E a gente sabe que ele é a fonte do que a gente fala.
A gente e todo mundo que aprendeu alguma outra língua românica.
E se falamos em ancestralidade, qual seria a origem do próprio latim?
Há quem diga que ele tenha uma origem única e compartilhada
com o grego e até mesmo com o sânscrito.
Essas são questões que a linguística vem resolvendo progressivamente
e sendo capaz de dar voz a línguas já mortas e sem registros por escrito.
O DNA ancestral
de todos os idiomas do mundo
provavelmente é um só ou um conjunto de dialetos
muito próximos desenvolvidos lá na África subsariana, numa janela de tempo
que a gente não consegue determinar ainda muito bem.
A gente trabalha ainda com uma janela muito larga para essa origem da linguagem,
no caso das línguas europeias e do português, por exemplo,
essa história de que eu estava citando justamente a história da
hipótese dessa língua mãe, comum para vários idiomas europeus
e para vários idiomas de fora da Europa, como por exemplo, o persa,
o farsi antigo ou o sânscrito.
Como você mencionou.
Isso era um trabalho que vinha sendo desenvolvido por bastante gente,
mas que costuma ser simbolizado na história da linguística por essa
conferência de um juiz britânico na Índia, no final do século XVIII,
em que ele formaliza essa hipótese de que essas línguas, o latim, o grego,
o sânscrito e ele já levanta a bola, provavelmente as línguas célticas,
as línguas germânicas também façam parte dessa sacola,
e que essas línguas todas seriam inter-relacionadas
e que elas
derivariam de uma mesma língua que estava perdida.
Esse ancestral comum é essa língua que a gente chama de proto-indo-europeu.
A gente chama esse tronco de indo-europeu e o ancestral de protoindo-europeu
provavelmente era um idioma, um conjunto de dialetos
de um mesmo idioma, versões de um mesmo idioma que teria sido falado
no que seria hoje o território da Ucrânia
e que se espalhou posteriormente por essas duas regiões.
É uma história que eu acho linda.
É uma história que eu acho linda porque, sei lá, a história do progresso científico
num certo sentido, é sempre a história de descobrir uma técnica que me permita
conhecer uma coisa que antes dessa técnica era totalmente inacessível.
E a gente vê isso acontecer na linguística
no século XVIII, fundamentalmente,
quando as pessoas começam a perceber que é possível
e é para isso as línguas românicas,
as línguas derivadas do latim tiveram um papel muito importante,
porque elas são muito bem conhecidas, muito bem estudadas.
E o latim é uma língua muito conhecida, muito bem estudada.
Se eu começo, eu pego várias palavras de idiomas românicos diferentes,
que têm formas diferentes e comparo com a raiz latina
que originou essas palavras, eu começo a entender certas regularidades.
Eu começo a entender que o português faz isso.
O espanhol faz aquilo, italiano faz aquilo com este som, por exemplo,
com esse tipo de sílaba, com esse tipo de construção.
Mas o poder realmente dessa coisa vem quando você começa a usar esse sistema
ao contrário.

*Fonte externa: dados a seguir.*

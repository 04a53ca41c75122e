//! Error types for the control layer.

use thiserror::Error;

use mailsteer_core::{AccountId, ActionKind, Conversation, FolderId};

use crate::destructive::ActionId;

/// Errors that can occur in control operations.
#[derive(Debug, Error)]
pub enum ControlError {
    /// A folder was selected that does not belong to the current account.
    #[error("Folder {folder} does not belong to account {account}")]
    ForeignFolder {
        /// Folder that was selected.
        folder: FolderId,
        /// Current account.
        account: AccountId,
    },

    /// A folder was selected with no account selected.
    #[error("No account selected")]
    NoAccount,

    /// Serialization/deserialization error.
    #[error("Serialization error: {0}")]
    Serde(#[from] serde_json::Error),

    /// I/O error.
    #[error("I/O error: {0}")]
    Io(#[from] std::io::Error),
}

/// A destructive action whose durable mutation failed.
///
/// No undo operation is registered for a failed action.
#[derive(Debug, Clone, PartialEq, Eq, Error)]
#[error("{kind} ({action}) failed: {error}")]
pub struct ActionFailed {
    /// Action that failed.
    pub action: ActionId,
    /// What the action was.
    pub kind: ActionKind,
    /// The conversation as it stands after the failure, no longer flagged
    /// for local deletion.
    pub conversation: Conversation,
    /// Error reported by the provider.
    pub error: mailsteer_core::Error,
}

/// Result type alias using our Error type.
pub type Result<T> = std::result::Result<T, ControlError>;
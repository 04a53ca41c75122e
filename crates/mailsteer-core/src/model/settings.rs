//! Per-account user settings.

use serde::{Deserialize, Serialize};

/// User settings delivered through the account's settings resource.
#[derive(Debug, Clone, Copy, PartialEq, Eq, Default, Serialize, Deserialize)]
#[serde(default)]
pub struct Settings {
    /// Ask before archiving a conversation.
    pub confirm_archive: bool,
    /// Ask before deleting a conversation.
    pub confirm_delete: bool,
}

impl Settings {
    /// Settings that ask before every confirmable action.
    #[must_use]
    pub const fn confirm_all() -> Self {
        Self {
            confirm_archive: true,
            confirm_delete: true,
        }
    }
}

E as pessoas começaram a fazer isso,
praticar muito esse método na linguística românica, inclusive,
mas começaram a levar isso
para famílias maiores e famílias que não tinham um ancestral conhecido.

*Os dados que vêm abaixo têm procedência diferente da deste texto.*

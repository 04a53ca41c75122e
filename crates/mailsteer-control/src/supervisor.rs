//! Supervision of background fetches.
//!
//! At most one fetch per [`FetchKind`] is live at a time. Starting a fetch
//! supersedes the previous one of the same kind: its task is aborted, and
//! should it have finished already, its completion is rejected when it
//! reaches the control thread.
//!
//! Supersession rests on a per-kind generation counter. Each started fetch
//! captures the generation it was started under in its [`FetchTicket`], and
//! [`TaskSupervisor::accept`] applies a completion only when that generation
//! is still the live one. Aborting the task is an optimisation; the
//! generation check is what guarantees stale results are never applied.

use std::collections::HashMap;
use std::future::Future;

use tokio::sync::mpsc;
use tokio::task::JoinHandle;
use tracing::{debug, trace};

/// The purpose of a background fetch.
#[derive(Debug, Clone, Copy, PartialEq, Eq, Hash)]
pub enum FetchKind {
    /// Resolving the account's default inbox.
    Inbox,
    /// Resolving the folder to show for the current account.
    AccountFolder,
    /// Resolving the folder holding search results.
    SearchFolder,
    /// Syncing the current folder.
    FolderRefresh,
}

impl FetchKind {
    /// Every fetch kind.
    pub const ALL: [Self; 4] = [
        Self::Inbox,
        Self::AccountFolder,
        Self::SearchFolder,
        Self::FolderRefresh,
    ];
}

/// Identifies one started fetch.
#[derive(Debug, Clone, Copy, PartialEq, Eq, Hash)]
pub struct FetchTicket {
    /// Kind of the fetch.
    pub kind: FetchKind,
    /// Generation the fetch was started under.
    pub generation: u64,
}

/// Per-kind generation bookkeeping.
///
/// Pure state with no runtime attached, so supersession can be checked in
/// isolation.
#[derive(Debug, Clone, Default)]
pub struct GenerationTable {
    issued: HashMap<FetchKind, u64>,
    live: HashMap<FetchKind, u64>,
}

impl GenerationTable {
    /// Creates an empty table.
    #[must_use]
    pub fn new() -> Self {
        Self::default()
    }

    /// Issues a new generation for `kind`, superseding the live one.
    pub fn begin(&mut self, kind: FetchKind) -> FetchTicket {
        let generation = self.issued.entry(kind).or_insert(0);
        *generation += 1;
        self.live.insert(kind, *generation);
        FetchTicket {
            kind,
            generation: *generation,
        }
    }

    /// Returns true if `ticket` is the live fetch of its kind.
    #[must_use]
    pub fn is_current(&self, ticket: FetchTicket) -> bool {
        self.live.get(&ticket.kind) == Some(&ticket.generation)
    }

    /// Marks `ticket` as finished.
    ///
    /// Returns true if it was the live fetch of its kind.
    pub fn retire(&mut self, ticket: FetchTicket) -> bool {
        if self.is_current(ticket) {
            self.live.remove(&ticket.kind);
            true
        } else {
            false
        }
    }

    /// Drops the live fetch of `kind`, if any.
    ///
    /// Returns true if a fetch was live.
    pub fn cancel(&mut self, kind: FetchKind) -> bool {
        self.live.remove(&kind).is_some()
    }

    /// Returns true if a fetch of `kind` is live.
    #[must_use]
    pub fn is_live(&self, kind: FetchKind) -> bool {
        self.live.contains_key(&kind)
    }
}

/// Result of a finished fetch, as delivered to the control thread.
#[derive(Debug)]
pub struct FetchCompletion<T> {
    /// Ticket of the fetch that produced this result.
    pub ticket: FetchTicket,
    /// What the fetch produced.
    pub result: mailsteer_core::Result<T>,
}

/// Owns the in-flight fetches of the control layer.
///
/// Fetches run as tokio tasks. Their results travel back over a channel and
/// must be passed through [`TaskSupervisor::accept`] on the control thread.
#[derive(Debug)]
pub struct TaskSupervisor<T> {
    table: GenerationTable,
    tasks: HashMap<FetchKind, JoinHandle<()>>,
    completions: mpsc::UnboundedSender<FetchCompletion<T>>,
}

impl<T: Send + 'static> TaskSupervisor<T> {
    /// Creates a supervisor and the receiver its completions arrive on.
    #[must_use]
    pub fn new() -> (Self, mpsc::UnboundedReceiver<FetchCompletion<T>>) {
        let (tx, rx) = mpsc::unbounded_channel();
        let supervisor = Self {
            table: GenerationTable::new(),
            tasks: HashMap::new(),
            completions: tx,
        };
        (supervisor, rx)
    }

    /// Starts a fetch, superseding any live fetch of the same kind.
    ///
    /// Must be called from within a tokio runtime.
    pub fn start<F>(&mut self, kind: FetchKind, work: F) -> FetchTicket
    where
        F: Future<Output = mailsteer_core::Result<T>> + Send + 'static,
    {
        if let Some(previous) = self.tasks.remove(&kind) {
            previous.abort();
        }
        let ticket = self.table.begin(kind);
        debug!(?kind, generation = ticket.generation, "Starting fetch");

        let completions = self.completions.clone();
        let task = tokio::spawn(async move {
            let result = work.await;
            // The receiver is gone only once the controller has shut down.
            let _ = completions.send(FetchCompletion { ticket, result });
        });
        self.tasks.insert(kind, task);
        ticket
    }

    /// Filters a completion through the generation table.
    ///
    /// Returns the fetch result if the completion belongs to the live fetch
    /// of its kind, or `None` if it was superseded or cancelled.
    pub fn accept(
        &mut self,
        completion: FetchCompletion<T>,
    ) -> Option<mailsteer_core::Result<T>> {
        let FetchCompletion { ticket, result } = completion;
        if self.table.retire(ticket) {
            self.tasks.remove(&ticket.kind);
            Some(result)
        } else {
            trace!(
                kind = ?ticket.kind,
                generation = ticket.generation,
                "Discarding stale fetch result"
            );
            None
        }
    }

    /// Cancels the live fetch of `kind`, if any.
    pub fn cancel(&mut self, kind: FetchKind) {
        if let Some(task) = self.tasks.remove(&kind) {
            task.abort();
        }
        if self.table.cancel(kind) {
            debug!(?kind, "Cancelled fetch");
        }
    }

    /// Cancels every live fetch.
    pub fn cancel_all(&mut self) {
        for kind in FetchKind::ALL {
            self.cancel(kind);
        }
    }

    /// Returns true if a fetch of `kind` has been started and not yet
    /// accepted or cancelled.
    #[must_use]
    pub fn is_in_flight(&self, kind: FetchKind) -> bool {
        self.table.is_live(kind)
    }

    /// Returns true if any fetch is in flight.
    #[must_use]
    pub fn is_busy(&self) -> bool {
        FetchKind::ALL.iter().any(|kind| self.table.is_live(*kind))
    }
}

#[cfg(test)]
#[allow(
    clippy::unwrap_used,
    clippy::redundant_clone,
    clippy::manual_string_new,
    clippy::needless_collect,
    clippy::unreadable_literal,
    clippy::used_underscore_items,
    clippy::similar_names
)]
mod tests {
    use super::*;

    mod generation_table_tests {
        use super::*;
        use proptest::prelude::*;

        #[test]
        fn newest_ticket_is_current() {
            let mut table = GenerationTable::new();
            let first = table.begin(FetchKind::Inbox);
            let second = table.begin(FetchKind::Inbox);
            assert!(!table.is_current(first));
            assert!(table.is_current(second));
        }

        #[test]
        fn kinds_are_independent() {
            let mut table = GenerationTable::new();
            let inbox = table.begin(FetchKind::Inbox);
            let search = table.begin(FetchKind::SearchFolder);
            assert!(table.is_current(inbox));
            assert!(table.is_current(search));
        }

        #[test]
        fn retire_accepts_once() {
            let mut table = GenerationTable::new();
            let ticket = table.begin(FetchKind::FolderRefresh);
            assert!(table.retire(ticket));
            assert!(!table.retire(ticket));
            assert!(!table.is_live(FetchKind::FolderRefresh));
        }

        #[test]
        fn cancel_rejects_live_ticket() {
            let mut table = GenerationTable::new();
            let ticket = table.begin(FetchKind::AccountFolder);
            assert!(table.cancel(FetchKind::AccountFolder));
            assert!(!table.retire(ticket));
        }

        #[test]
        fn generations_keep_growing_after_cancel() {
            let mut table = GenerationTable::new();
            let first = table.begin(FetchKind::AccountFolder);
            table.cancel(FetchKind::AccountFolder);
            let second = table.begin(FetchKind::AccountFolder);
            assert!(second.generation > first.generation);
            assert!(!table.is_current(first));
        }

        fn kind() -> impl Strategy<Value = FetchKind> {
            prop::sample::select(FetchKind::ALL.to_vec())
        }

        proptest! {
            #[test]
            fn only_latest_start_per_kind_is_applied(
                starts in prop::collection::vec(kind(), 1..40),
                order in prop::collection::vec(any::<prop::sample::Index>(), 40),
            ) {
                let mut table = GenerationTable::new();
                let mut tickets: Vec<FetchTicket> =
                    starts.iter().map(|kind| table.begin(*kind)).collect();

                let mut latest: HashMap<FetchKind, FetchTicket> = HashMap::new();
                for ticket in &tickets {
                    latest.insert(ticket.kind, *ticket);
                }

                // Deliver completions in an arbitrary order.
                let mut applied = Vec::new();
                for index in order {
                    if tickets.is_empty() {
                        break;
                    }
                    let ticket = tickets.remove(index.index(tickets.len()));
                    if table.retire(ticket) {
                        applied.push(ticket);
                    }
                }
                for ticket in tickets {
                    if table.retire(ticket) {
                        applied.push(ticket);
                    }
                }

                prop_assert_eq!(applied.len(), latest.len());
                for ticket in applied {
                    prop_assert_eq!(latest.get(&ticket.kind), Some(&ticket));
                }
            }
        }
    }

    mod supervisor_tests {
        use std::time::Duration;

        use tokio::sync::oneshot;

        use super::*;

        #[tokio::test]
        async fn delivers_current_result() {
            let (mut supervisor, mut rx) = TaskSupervisor::new();
            supervisor.start(FetchKind::Inbox, async { Ok(7) });
            assert!(supervisor.is_in_flight(FetchKind::Inbox));

            let completion = rx.recv().await.unwrap();
            assert_eq!(supervisor.accept(completion), Some(Ok(7)));
            assert!(!supervisor.is_in_flight(FetchKind::Inbox));
        }

        #[tokio::test]
        async fn finished_but_superseded_result_is_discarded() {
            let (mut supervisor, mut rx) = TaskSupervisor::new();
            supervisor.start(FetchKind::SearchFolder, async { Ok("old") });
            // Let the first fetch finish before the second one starts.
            let stale = rx.recv().await.unwrap();

            supervisor.start(FetchKind::SearchFolder, async { Ok("new") });
            let fresh = rx.recv().await.unwrap();

            assert_eq!(supervisor.accept(stale), None);
            assert_eq!(supervisor.accept(fresh), Some(Ok("new")));
        }

        #[tokio::test]
        async fn superseded_task_is_aborted() {
            let (mut supervisor, mut rx) = TaskSupervisor::new();
            let (_hold, never) = oneshot::channel::<()>();
            supervisor.start(FetchKind::AccountFolder, async move {
                let _ = never.await;
                Ok(1)
            });
            supervisor.start(FetchKind::AccountFolder, async { Ok(2) });

            let completion = rx.recv().await.unwrap();
            assert_eq!(completion.ticket.generation, 2);
            assert_eq!(supervisor.accept(completion), Some(Ok(2)));
            tokio_test::assert_pending!(tokio_test::task::spawn(rx.recv()).poll());
        }

        #[tokio::test(start_paused = true)]
        async fn cancel_discards_late_result() {
            let (mut supervisor, mut rx) = TaskSupervisor::new();
            let ticket = supervisor.start(FetchKind::FolderRefresh, async { Ok(()) });
            tokio::time::sleep(Duration::from_millis(1)).await;
            supervisor.cancel(FetchKind::FolderRefresh);

            let completion = rx.recv().await.unwrap();
            assert_eq!(completion.ticket, ticket);
            assert!(supervisor.accept(completion).is_none());
            assert!(!supervisor.is_busy());
        }

        #[tokio::test]
        async fn errors_are_delivered() {
            let (mut supervisor, mut rx) = TaskSupervisor::<u8>::new();
            supervisor.start(FetchKind::Inbox, async {
                Err(mailsteer_core::Error::NoInbox(mailsteer_core::AccountId::new("a")))
            });
            let completion = rx.recv().await.unwrap();
            assert!(matches!(
                supervisor.accept(completion),
                Some(Err(mailsteer_core::Error::NoInbox(_)))
            ));
        }
    }
}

E aí, de repente, a gente se viu sendo capaz de prever com alguma estabilidade,
formas linguísticas que desapareceram 5, 7 mil anos atrás,
antes de deixar marca na escrita, antes de deixar qualquer registro
que a gente pudesse acessar.
A gente desenvolveu uma ferramenta super poderosa de reconstruir
o que parecia impossível a fala de pessoas mortas,
milhares de anos antes do surgimento da escrita.
E isso permitiu reconstruir todo um passado de todo um tronco de línguas da Europa
e também
supor migrações, parentescos entre povos, ligações entre culturas.

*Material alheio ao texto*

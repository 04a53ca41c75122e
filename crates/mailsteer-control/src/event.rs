//! Events posted to the controller.

use mailsteer_core::{AccountId, Conversation, Folder, FolderId, Snapshot};
use tokio::sync::mpsc;

use crate::destructive::{ActionId, DestructiveAction};

/// A non-destructive change to the open conversation.
#[derive(Debug, Clone, Copy, PartialEq, Eq)]
pub enum ConversationUpdate {
    /// Mark as unread.
    MarkUnread,
    /// Mark as important.
    MarkImportant,
    /// Mark as not important.
    MarkNotImportant,
}

/// Input to the controller's event loop.
#[derive(Debug)]
pub enum Event {
    /// A watched resource delivered a snapshot.
    Snapshot(Snapshot),
    /// The user picked an account.
    SelectAccount(AccountId),
    /// The user picked a folder from the folder list.
    SelectFolder(Folder),
    /// The user asked for a folder by identifier.
    OpenFolder(FolderId),
    /// The user opened a conversation.
    SelectConversation(Conversation),
    /// The user ran a search.
    Search(String),
    /// Show the current account's inbox.
    LoadInbox,
    /// Sync the selected folder now.
    RefreshFolder,
    /// Leave the open conversation.
    NavigateBack,
    /// Run a destructive action on the open conversation.
    RequestAction(DestructiveAction),
    /// Apply a non-destructive change to the open conversation.
    UpdateConversation(ConversationUpdate),
    /// The user answered a confirmation.
    ConfirmationResolved {
        /// Action the answer is for.
        action: ActionId,
        /// Whether the user confirmed.
        accepted: bool,
    },
    /// The list surface finished presenting a removal.
    RemovalFinished(ActionId),
    /// A destructive action's durable mutation finished.
    MutationFinished {
        /// Action the mutation belongs to.
        action: ActionId,
        /// Provider result.
        result: mailsteer_core::Result<()>,
    },
    /// A non-destructive update finished.
    UpdateFinished {
        /// What was updated.
        update: ConversationUpdate,
        /// Provider result.
        result: mailsteer_core::Result<()>,
    },
    /// A queued recent-folder write for the account reached the provider.
    RecentFolderRecorded(AccountId),
    /// Stop the event loop.
    Shutdown,
}

/// Posts events to a controller from any thread.
///
/// Cheap to clone. Posting never blocks; events are handled in order on the
/// controller's own task.
#[derive(Debug, Clone)]
pub struct ControlHandle {
    tx: mpsc::UnboundedSender<Event>,
}

impl ControlHandle {
    pub(crate) const fn new(tx: mpsc::UnboundedSender<Event>) -> Self {
        Self { tx }
    }

    /// Posts an event.
    ///
    /// Returns false if the controller is gone.
    pub fn post(&self, event: Event) -> bool {
        self.tx.send(event).is_ok()
    }

    /// Selects an account.
    pub fn select_account(&self, account: AccountId) -> bool {
        self.post(Event::SelectAccount(account))
    }

    /// Selects a folder.
    pub fn select_folder(&self, folder: Folder) -> bool {
        self.post(Event::SelectFolder(folder))
    }

    /// Opens a conversation.
    pub fn select_conversation(&self, conversation: Conversation) -> bool {
        self.post(Event::SelectConversation(conversation))
    }

    /// Requests a destructive action on the open conversation.
    pub fn request_action(&self, action: DestructiveAction) -> bool {
        self.post(Event::RequestAction(action))
    }

    /// Answers a confirmation.
    pub fn resolve_confirmation(&self, action: ActionId, accepted: bool) -> bool {
        self.post(Event::ConfirmationResolved { action, accepted })
    }

    /// Reports that a removal presentation finished.
    pub fn removal_finished(&self, action: ActionId) -> bool {
        self.post(Event::RemovalFinished(action))
    }

    /// Stops the controller.
    pub fn shutdown(&self) -> bool {
        self.post(Event::Shutdown)
    }
}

Muito antes da arqueologia científica aparecer,
muito antes da genética aparecer.
A linguística conseguiu fazer isso
só com livros, ouvido, bom senso e muito trabalho.
Eu acho que isso eu acho um dos capítulos mais bonitos da história da linguística.
E vocês, o que acharam do passeio de hoje pelo nosso Brasil?
Pelos caminhos dessa língua portuguesa que é tua, que é minha, é nossa!
Diz aqui para a gente nos comentários.
O Estado da Arte vai ficando por aqui e até a próxima.